**Exercise prompt:** Pull out every line below holding the word "false".

BEGIN

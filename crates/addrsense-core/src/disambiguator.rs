//! Network disambiguation: an ordered list of recognizer stages where the
//! first stage to claim a string decides its classification.
//!
//! Order matters. Strict, prefix-anchored families run before the loose
//! length-only base58 families, and name-service domains run before all of
//! them. A stage only runs when one of its networks is allowed.

use crate::error::EngineError;
use crate::options::ResolvedOptions;
use crate::recognizers::{self, Context, Recognition};
use crate::registry::registry;
use crate::result::NetworkInfo;
use crate::types::Network;

/// One entry in the recognition chain.
#[derive(Clone, Copy)]
pub struct Stage {
    pub name: &'static str,
    /// Networks this stage can attribute a string to.
    pub networks: &'static [Network],
    pub recognize: fn(&str, &Context<'_>) -> Recognition,
}

impl std::fmt::Debug for Stage {
    fn fmt(&self, f: &mut std::fmt::Formatter<'_>) -> std::fmt::Result {
        f.debug_struct("Stage")
            .field("name", &self.name)
            .field("networks", &self.networks)
            .finish()
    }
}

impl Stage {
    fn is_enabled(&self, options: &ResolvedOptions) -> bool {
        self.networks.iter().any(|n| options.allows(*n))
    }
}

static STAGES: &[Stage] = &[
    Stage {
        name: "name-service",
        networks: &[Network::Ns],
        recognize: recognizers::name_service,
    },
    Stage {
        name: "evm",
        networks: &[Network::Evm],
        recognize: recognizers::evm,
    },
    Stage {
        name: "xcb",
        networks: &[Network::Xcb],
        recognize: recognizers::ican,
    },
    Stage {
        name: "bitcoin",
        networks: &[Network::Bitcoin],
        recognize: recognizers::bitcoin,
    },
    Stage {
        name: "litecoin",
        networks: &[Network::Litecoin],
        recognize: recognizers::litecoin,
    },
    Stage {
        name: "cosmos",
        networks: &[Network::Cosmos],
        recognize: recognizers::cosmos,
    },
    Stage {
        name: "cardano",
        networks: &[Network::Cardano],
        recognize: recognizers::cardano,
    },
    Stage {
        name: "ripple",
        networks: &[Network::Ripple],
        recognize: recognizers::ripple,
    },
    Stage {
        name: "tron",
        networks: &[Network::Tron],
        recognize: recognizers::tron,
    },
    Stage {
        name: "solana",
        networks: &[Network::Solana],
        recognize: recognizers::solana,
    },
    Stage {
        name: "polkadot",
        networks: &[Network::Polkadot],
        recognize: recognizers::polkadot,
    },
    Stage {
        name: "stellar",
        networks: &[Network::Stellar],
        recognize: recognizers::stellar,
    },
    Stage {
        name: "algorand",
        networks: &[Network::Algorand],
        recognize: recognizers::algorand,
    },
    Stage {
        name: "bitcoincash",
        networks: &[Network::BitcoinCash],
        recognize: recognizers::bitcoin_cash,
    },
];

/// The recognition chain, in evaluation order.
pub fn stages() -> &'static [Stage] {
    STAGES
}

/// Run every enabled stage in order and return the first claim.
fn first_claim(address: &str, ctx: &Context<'_>) -> Result<Option<NetworkInfo>, EngineError> {
    for stage in STAGES {
        if !stage.is_enabled(ctx.options) {
            continue;
        }
        if let Some(info) = (stage.recognize)(address, ctx)? {
            return Ok(Some(info));
        }
    }
    Ok(None)
}

/// Classify `address` under already-resolved options.
///
/// With an allow-list in effect, a string no permitted stage claims is run
/// through the unrestricted chain once more so the caller learns which
/// excluded network it belongs to.
pub fn classify(
    address: &str,
    options: &ResolvedOptions,
    force_checksum: bool,
) -> Result<NetworkInfo, EngineError> {
    let ctx = Context {
        registry: registry()?,
        options,
        force_checksum,
    };

    if let Some(info) = first_claim(address, &ctx)? {
        return Ok(info);
    }
    if !options.is_restricted() {
        return Ok(NetworkInfo::unknown());
    }

    let unrestricted = options.unrestricted();
    let open = Context {
        options: &unrestricted,
        ..ctx
    };
    match first_claim(address, &open)? {
        Some(NetworkInfo {
            network: Some(network),
            ..
        }) => Ok(NetworkInfo::invalid(
            network,
            format!("Network not allowed: {network}"),
        )),
        _ => Ok(NetworkInfo::unknown()),
    }
}

#[cfg(test)]
mod tests {
    use super::*;
    use crate::options::ValidationOptions;

    fn classify_with(address: &str, options: ValidationOptions) -> NetworkInfo {
        classify(address, &options.resolve().unwrap(), false).unwrap()
    }

    fn classify_default(address: &str) -> NetworkInfo {
        classify_with(address, ValidationOptions::default())
    }

    #[test]
    fn test_every_network_has_a_stage() {
        for network in Network::ALL {
            assert!(
                stages().iter().any(|s| s.networks.contains(&network)),
                "{network} has no stage"
            );
        }
    }

    #[test]
    fn test_name_service_runs_first() {
        assert_eq!(stages()[0].networks, &[Network::Ns]);
    }

    #[test]
    fn test_strict_families_precede_loose_ones() {
        let position = |name: &str| stages().iter().position(|s| s.name == name).unwrap();
        for strict in ["bitcoin", "litecoin", "ripple", "tron"] {
            assert!(position(strict) < position("solana"), "{strict}");
            assert!(position(strict) < position("polkadot"), "{strict}");
        }
    }

    #[test]
    fn test_classifies_each_family() {
        let cases = [
            ("0x4838B106FCe9647Bdf1E7877BF73cE8B0BAD5f97", Network::Evm),
            ("cb7147879011ea207df5b35a24ca6f0859dcfb145999", Network::Xcb),
            ("1A1zP1eP5QGefi2DMPTfTL5SLmv7DivfNa", Network::Bitcoin),
            ("LKDyUEtTR1HXamkiEphisSiBJu6o3ZPE34", Network::Litecoin),
            ("cosmos1hsk6jryyqjfhp5dhc55tc9jtckygx0eph6dd02", Network::Cosmos),
            ("rHb9CJAWyB4rj91VRWn96DkukG4bwdtyTh", Network::Ripple),
            ("TLa2f6VPqDgRE67v1736s7bJ8Ray5wYjU7", Network::Tron),
            ("9WzDXwBbmkg8ZTbNMqUxvQRAyrZzDsGYdLVL9zYtAWWM", Network::Solana),
            ("1FRMM8PEiWXYax7rpS6X4XZX1aAAxSWx1CrKTyrVYhV24fg", Network::Polkadot),
            ("GAHK7EEG2WWHVKDNT4CEQFZGKF2LGDSW2IVM4S5DP42RBW3K6BTODB4A", Network::Stellar),
            ("VCMJKWOY5P5P7SKMZFFOCEROPJCZOTIJMNIYNUCKH7LRO45JMJP6UYBIJA", Network::Algorand),
            ("bitcoincash:qpm2qsznhks23z7629mms6s4cwef74vcwvy22gdx6a", Network::BitcoinCash),
        ];
        for (address, network) in cases {
            let info = classify_default(address);
            assert_eq!(info.network, Some(network), "{address}");
            assert!(info.is_valid, "{address}: {}", info.description);
        }
    }

    #[test]
    fn test_unknown() {
        let info = classify_default("definitely not an address");
        assert!(info.is_unknown());
    }

    #[test]
    fn test_reserved_prefix_in_loose_window_is_ambiguous() {
        // 40 base58 characters starting with 'r': too long for Ripple.
        let address = "rHb9CJAWyB4rj91VRWn96DkukG4bwdtyThabcdef";
        let info = classify_default(address);
        assert_eq!(info.network, None);
        assert_eq!(
            info.description,
            "Ambiguous address: prefix 'r' is reserved for ripple"
        );
    }

    #[test]
    fn test_bitcoin_address_not_taken_by_loose_family() {
        let genesis = "1A1zP1eP5QGefi2DMPTfTL5SLmv7DivfNa";
        let info = classify_with(genesis, ValidationOptions::new().networks(["solana"]));
        assert!(!info.is_valid);
        assert_eq!(info.network, None);
        assert_eq!(
            info.description,
            "Ambiguous address: prefix '1' is reserved for bitcoin"
        );

        // Too short for Polkadot, so the excluded owner is reported.
        let info = classify_with(genesis, ValidationOptions::new().networks(["polkadot"]));
        assert!(!info.is_valid);
        assert_eq!(info.network, Some(Network::Bitcoin));
        assert_eq!(info.description, "Network not allowed: bitcoin");
    }

    #[test]
    fn test_allow_list_skips_stages() {
        let options = ValidationOptions::new().networks(["evm"]);
        let info = classify_with("0x4838B106FCe9647Bdf1E7877BF73cE8B0BAD5f97", options);
        assert!(info.is_valid);
    }

    #[test]
    fn test_filtered_network_reported() {
        let options = ValidationOptions::new().networks(["evm"]);
        let info = classify_with("rHb9CJAWyB4rj91VRWn96DkukG4bwdtyTh", options);
        assert_eq!(info.network, Some(Network::Ripple));
        assert!(!info.is_valid);
        assert_eq!(info.description, "Network not allowed: ripple");
    }

    #[test]
    fn test_filtered_unknown_stays_unknown() {
        let options = ValidationOptions::new().networks(["evm"]);
        assert!(classify_with("nope", options).is_unknown());
    }

    #[test]
    fn test_unknown_network_names_still_restrict() {
        let options = ValidationOptions::new().networks(["dogecoin"]);
        let info = classify_with("0x4838B106FCe9647Bdf1E7877BF73cE8B0BAD5f97", options);
        assert_eq!(info.network, Some(Network::Evm));
        assert_eq!(info.description, "Network not allowed: evm");
    }

    #[test]
    fn test_force_checksum_reaches_evm() {
        let resolved = ValidationOptions::default().resolve().unwrap();
        let lower = "0x4838b106fce9647bdf1e7877bf73ce8b0bad5f97";
        assert!(classify(lower, &resolved, false).unwrap().is_valid);
        assert!(!classify(lower, &resolved, true).unwrap().is_valid);
    }
}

END

**Response to the task:**
        classify(address, &options.resolve().unwrap(), false).unwrap()
        assert!(classify(lower, &resolved, false).unwrap().is_valid);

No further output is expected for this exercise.